##### Listed records #####

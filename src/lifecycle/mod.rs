//! Post-event artifact lifecycle: skeleton extraction, cloud upload, and
//! clip retention.

pub mod cleanup;
pub mod cloud_sync;
pub mod collector;
pub mod extractor;
pub mod scheduler;
pub mod schema;

pub use cleanup::{CleanupStats, ClipCleanup};
pub use cloud_sync::{CloudSync, GcsStore, ObjectStore, StoreError, SyncStats};
pub use collector::SkeletonCollector;
pub use extractor::SkeletonExtractor;
pub use scheduler::CleanupScheduler;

#####

Reproduce each of the entries exactly, omitting none.

filename src/lifecycle/mod.rs
//! Post-event artifact lifecycle: skeleton extraction, cloud upload, and
//! clip retention.

pub mod cleanup;
pub mod cloud_sync;
pub mod collector;
pub mod extractor;
pub mod scheduler;
pub mod schema;

pub use cleanup::{CleanupStats, ClipCleanup};
pub use cloud_sync::{CloudSync, GcsStore, ObjectStore, StoreError, SyncStats};
pub use collector::SkeletonCollector;
pub use extractor::SkeletonExtractor;
pub use scheduler::CleanupScheduler;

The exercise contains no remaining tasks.